COLUMBIA — The corridor on the third floor of Lee Expressive Arts Elementary School had a vague hint of garlic in the air Monday afternoon.
A group of third-graders had just finished making garlic toast and eating the handmade snacks at a school event called “Harvest-of-the-Month.”
Whitney Adams, a classroom teacher, said the monthly event in partnership with Slow Food Katy Trail is to show students the importance of eating healthily.
“The program helps the children to learn about the opposite of fast and unhealthy food, which is slow food,” she said. “We want to help them build relationships with natural food, which a lot of the other kids don’t have today.”
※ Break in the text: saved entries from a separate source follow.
//! API layer - HTTP endpoints and middleware

pub mod health;
pub mod middleware;
pub mod players;
pub mod router;
pub mod state;
pub mod teams;
pub mod types;

pub use router::create_router_with_state;
pub use state::AppState;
Garlic is the food of the month in October. In addition to creating garlic-themed artwork and cooking with it, third-graders also planted their own bulbs under the guidance of a local farmer.
Slow Food Katy Trail is part of the worldwide movement that promotes the sustainable production of quality food.
Lee School has partnered with Slow Food for three years. Each month a new product in season is introduced to the students through cooking, art, working with local farmers and other activities.
“We want to let the children know that there are options other than shopping at grocery stores and eating out of a can,” Adams said.
In the art classroom, the students create projects with watercolor, crayons and natural textures.
Some third-graders used white tissue paper to make “garlic skin,” while other students such as Ellie Carver-Horner dipped spoons into bowls of sand and sprinkled it on the drawings to create a three-dimensional effect.
The 8-year-old carefully swiped her garlic drawing with glue and pressed the sand firmly with her spoon to make sure it adhered to her work.
“I think this is really fun because it involves food,”Allie said with a broad grin on her face.
Later, the third-graders surrounded local farmer Liz Graznak in a garden behind the school and listened to her instructions on how to plant garlic correctly.
“Your garlic will be ready to be harvested in the summer," she told the group. "And next fall, you’ll be able to make pizza with it.”
Graznak passed the garlic in her hand to one of the students and asked him to peel off the skin and pull apart the cloves.
“They will grow through the winter and turn into this big head of garlic,” she said, pointing at the cloves that the boy held.
To plant the bulbs, the third-graders slowly separated the cloves of garlic, laid them into predug holes and patted the soil around them.
“Don’t fling the dirt too far,” Graznak reminded the children.
“The last thing you have to do is to put your garlic to bed, so it can stay warm to grow in the winter,” she said.
The students cradled their portions of straw, taking turns gently laying them on the planting bed.
Graznak told them to protect the garden and keep others from disturbing it.
“I got into it in graduate school and thought it was really great that I could grow the produce and provide it to others,” she said. “I never knew I could make a profit.”
Graznak said a parent asked her to teach the farming workshop and provide an interactive learning experience.
“I think this is a great program because we talked about the life cycle of plants, and that’s exactly what they’re learning in class right now,” she said. “It’s very hands-on — the outside-of-the-classroom learning.”